12. For the foregoing discussions the dispute referred to this Tribunal is answered against the workman concerned and that he is not entitled to the reliefs claimed.

However, parties are directed to bear their own costs.

                                                                        Sd/- Justice K.P.Singh                                

            Formerly Judge, Allahabad High Court,

                             Now Presiding Officer


The Standing Counsel appearing for the respondents submits that it is nowhere proved by the petitioner-workman either before the Industrial Tribunal or before this Court that he was appointed in accordance with the procedure prescribed for recruitment to the post of Seechpal and that he had failed to establish that his appointment was against a permanent post.

In view of the categorical finding of fact recorded by the Tribunal on the basis of appraisal of evidence that the workman was not appointed against a permanent post and was only engaged in short-term vacancies or for a specified and definite period from time to time due to exigency of work and had not worked continuously for more than 240 days, there appears to be no illegality or infirmity in the award given by the Tribunal and that the workman had no lien on any post and he utterly failed to prove his claim before the Tribunal.

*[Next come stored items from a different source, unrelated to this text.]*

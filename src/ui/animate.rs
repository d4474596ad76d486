//! Tick-driven animation primitives.
//!
//! The scroll glide is an exponential approach: each tick covers a fixed
//! fraction of the remaining distance, which reads fast at the start and soft
//! near the end without an easing table.  The short card animations use
//! fixed-duration cosine tweens instead — they must finish on a deadline so
//! the dismissal pipeline can advance to its next stage.

// ───────────────────────────────────────── scroll glide ──────

/// Remaining distance (rows) below which the glide lands.  The landing step
/// emits the target itself, so the scroll tracker always sees an exact
/// arrival sample.
const LANDING_DISTANCE: f64 = 0.35;

/// An in-flight animated scroll toward a fixed target offset.
#[derive(Debug, Clone, Copy, PartialEq)]
pub struct ScrollGlide {
    target: f64,
    /// Fraction of the remaining distance covered per tick.
    factor: f64,
}

impl ScrollGlide {
    pub fn new(target: f64, factor: f64) -> Self {
        Self {
            target,
            factor: factor.clamp(0.05, 0.95),
        }
    }

    pub fn target(&self) -> f64 {
        self.target
    }

    /// Advance one tick from `current`.  Returns the next offset and whether
    /// the glide landed; the caller drops the glide once it did.
    pub fn step(&self, current: f64) -> (f64, bool) {
        let remaining = self.target - current;
        if remaining.abs() <= LANDING_DISTANCE {
            return (self.target, true);
        }
        (current + remaining * self.factor, false)
    }
}

// ───────────────────────────────────────── tweens ────────────

/// How long a released card takes to glide back to rest, in ms.
pub const SNAP_BACK_MS: u64 = 250;

/// How long the deck takes to close over a dismissed card's slot, in ms.
pub const SETTLE_MS: u64 = 150;

/// Minimum off-screen speed for a dismissing card, columns per millisecond.
/// A flick keeps its own release speed; the dismiss key uses this one.
pub const SLIDE_OUT_MIN_SPEED: f64 = 0.45;

/// Cosine ease-in-out over `t` in `[0, 1]`.
pub fn ease_in_out(t: f64) -> f64 {
    let t = t.clamp(0.0, 1.0);
    (1.0 - (std::f64::consts::PI * t).cos()) / 2.0
}

/// A fixed-duration animation clock.
#[derive(Debug, Clone, Copy, PartialEq)]
pub struct Tween {
    elapsed_ms: u64,
    duration_ms: u64,
}

impl Tween {
    pub fn new(duration_ms: u64) -> Self {
        Self {
            elapsed_ms: 0,
            duration_ms: duration_ms.max(1),
        }
    }

    /// Advance the clock; returns `true` once the tween has finished.
    pub fn advance(&mut self, dt_ms: u64) -> bool {
        self.elapsed_ms = (self.elapsed_ms + dt_ms).min(self.duration_ms);
        self.finished()
    }

    pub fn finished(&self) -> bool {
        self.elapsed_ms >= self.duration_ms
    }

    pub fn progress(&self) -> f64 {
        self.elapsed_ms as f64 / self.duration_ms as f64
    }

    pub fn eased(&self) -> f64 {
        ease_in_out(self.progress())
    }
}

// ───────────────────────────────────────── tests ─────────────

#[cfg(test)]
mod tests {
    use super::*;

    #[test]
    fn glide_lands_exactly_on_target() {
        let glide = ScrollGlide::new(300.0, 0.25);
        let mut offset = 0.0;
        let mut steps = 0;
        loop {
            let (next, landed) = glide.step(offset);
            offset = next;
            steps += 1;
            if landed {
                break;
            }
            assert!(steps < 200, "glide never landed");
        }
        assert_eq!(offset, 300.0);
        assert!(steps > 5, "a long glide should take several ticks");
    }

    #[test]
    fn glide_closes_a_fixed_fraction_each_tick() {
        let glide = ScrollGlide::new(100.0, 0.25);
        let (next, landed) = glide.step(0.0);
        assert!(!landed);
        assert!((next - 25.0).abs() < 1e-9);
        let (next, _) = glide.step(next);
        assert!((next - 43.75).abs() < 1e-9);
    }

    #[test]
    fn tween_finishes_on_its_deadline() {
        let mut tween = Tween::new(SETTLE_MS);
        assert!(!tween.advance(35));
        assert!(!tween.advance(35));
        assert!(!tween.advance(35));
        assert!(!tween.advance(35));
        assert!(tween.advance(35));
        assert_eq!(tween.progress(), 1.0);
        assert_eq!(tween.eased(), 1.0);
    }

    #[test]
    fn ease_covers_its_endpoints_and_midpoint() {
        assert_eq!(ease_in_out(0.0), 0.0);
        assert!((ease_in_out(0.5) - 0.5).abs() < 1e-9);
        assert_eq!(ease_in_out(1.0), 1.0);
        assert!(ease_in_out(0.25) < 0.25, "slow start");
        assert!(ease_in_out(0.75) > 0.75, "slow finish");
    }
}
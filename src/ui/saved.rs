//! Saved-recommendations overlay: the ♥ list, grouped into sections.

use chrono::NaiveDateTime;
use ratatui::{
    buffer::Buffer,
    layout::Rect,
    style::{Color, Modifier, Style},
    text::{Line, Span},
    widgets::{Block, BorderType, Borders, Clear, Paragraph, Widget},
};

use crate::core::rec::Recommendation;
use crate::core::store::{SavedSection, SavedSort};
use crate::ui::popup::centered_fixed;
use crate::ui::theme::Theme;

// ───────────────────────────────────────── geometry ──────────

/// One visual row of the saved list.  Selection walks entries only; headings
/// and blanks are skipped.
pub enum SavedListRow<'a> {
    Blank,
    Heading(&'static str),
    Entry {
        index: usize,
        rec: &'a Recommendation,
    },
}

/// Flatten sections into display rows, numbering entries across sections.
pub fn build_rows(sections: &[SavedSection]) -> Vec<SavedListRow<'_>> {
    let mut rows = Vec::new();
    let mut index = 0;
    for (s, section) in sections.iter().enumerate() {
        if s > 0 {
            rows.push(SavedListRow::Blank);
        }
        rows.push(SavedListRow::Heading(section.title));
        for rec in &section.recs {
            rows.push(SavedListRow::Entry { index, rec });
            index += 1;
        }
    }
    rows
}

/// Number of selectable entries in `rows`.
pub fn entry_count(rows: &[SavedListRow<'_>]) -> usize {
    rows.iter()
        .filter(|r| matches!(r, SavedListRow::Entry { .. }))
        .count()
}

/// Display-row position of entry `entry`, if present.
pub fn row_of_entry(rows: &[SavedListRow<'_>], entry: usize) -> Option<usize> {
    rows.iter()
        .position(|r| matches!(r, SavedListRow::Entry { index, .. } if *index == entry))
}

/// The popup rectangle for a given terminal area.
pub fn popup_area(area: Rect) -> Rect {
    let w = area.width.saturating_sub(6).min(72).max(30);
    let h = area.height.saturating_sub(2).min(22).max(8);
    centered_fixed(w, h, area)
}

/// Rows of list the popup can show at once (borders and hint bar excluded).
pub fn list_viewport_rows(area: Rect) -> usize {
    popup_area(area).height.saturating_sub(4) as usize
}

// ───────────────────────────────────────── widget ────────────

/// The saved list overlay.
pub struct SavedPopup<'a> {
    pub sections: &'a [SavedSection],
    pub sort: SavedSort,
    pub selected: usize,
    pub scroll: usize,
    /// Whether anything is saved at all (drives the empty-state wording).
    pub any_saved: bool,
    pub now: NaiveDateTime,
}

impl Widget for SavedPopup<'_> {
    fn render(self, area: Rect, buf: &mut Buffer) {
        let popup = popup_area(area);
        Clear.render(popup, buf);

        let block = Block::default()
            .title(format!(" Saved ♥s — {} ", self.sort.label()))
            .title_style(
                Style::default()
                    .fg(Color::Cyan)
                    .add_modifier(Modifier::BOLD),
            )
            .borders(Borders::ALL)
            .border_type(BorderType::Rounded)
            .border_style(Style::default().fg(Color::DarkGray));

        let inner = block.inner(popup);
        block.render(popup, buf);
        if inner.height < 3 || inner.width < 10 {
            return;
        }

        let rows = build_rows(self.sections);
        let list_rows = inner.height.saturating_sub(2) as usize;

        let mut lines = Vec::new();
        if rows.is_empty() {
            let msg = if self.any_saved {
                "You have no upcoming ♥s"
            } else {
                "You have no saved ♥s"
            };
            lines.push(Line::raw(""));
            lines.push(Line::from(Span::styled(
                format!("  {msg}"),
                Theme::empty_deck_style(),
            )));
        } else {
            for row in rows.iter().skip(self.scroll).take(list_rows) {
                lines.push(self.list_line(row, inner.width as usize));
            }
        }

        while lines.len() < list_rows {
            lines.push(Line::raw(""));
        }
        lines.push(Line::raw(""));
        lines.push(Line::from(Span::styled(
            "  s: sort  del: unsave  Esc: close",
            Style::default().fg(Color::DarkGray),
        )));

        Paragraph::new(lines).render(inner, buf);
    }
}

impl SavedPopup<'_> {
    fn list_line(&self, row: &SavedListRow<'_>, width: usize) -> Line<'static> {
        match row {
            SavedListRow::Blank => Line::raw(""),
            SavedListRow::Heading(title) => Line::from(Span::styled(
                format!(" {title}"),
                Theme::section_style(),
            )),
            SavedListRow::Entry { index, rec } => {
                let selected = *index == self.selected;
                let prefix = if selected { " ▸ " } else { "   " };
                let name = rec.event.clone();
                let detail = format!("  {} · {}", rec.schedule(self.now), rec.place);
                let over = rec.is_over(self.now);

                let (name_style, detail_style) = if selected {
                    (
                        Theme::selected_style().fg(Color::White),
                        Theme::selected_style().fg(Color::Gray),
                    )
                } else if over {
                    (Theme::detail_style(), Theme::detail_style())
                } else {
                    (Theme::event_style(), Theme::schedule_style())
                };

                // Pad the tail so a selected row highlights edge to edge.
                let used = prefix.chars().count() + name.chars().count() + detail.chars().count();
                let pad = " ".repeat(width.saturating_sub(used));
                Line::from(vec![
                    Span::styled(format!("{prefix}{name}"), name_style),
                    Span::styled(format!("{detail}{pad}"), detail_style),
                ])
            }
        }
    }
}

The petitioner had only been appointed for a certain short periods in a span of two years. There was no artificial break in his service as has been held by the Tribunal. Even no interim order was granted in favour of the petitioner and he is not in employment since the date of his disengagement from service.

In the facts and circumstances and the finding of fact recorded by the Labour Court it is not a case for interference in exercise of powers under Article 226 of the Constitution.

 For the reasons stated above, the petition is dismissed. No order as to costs.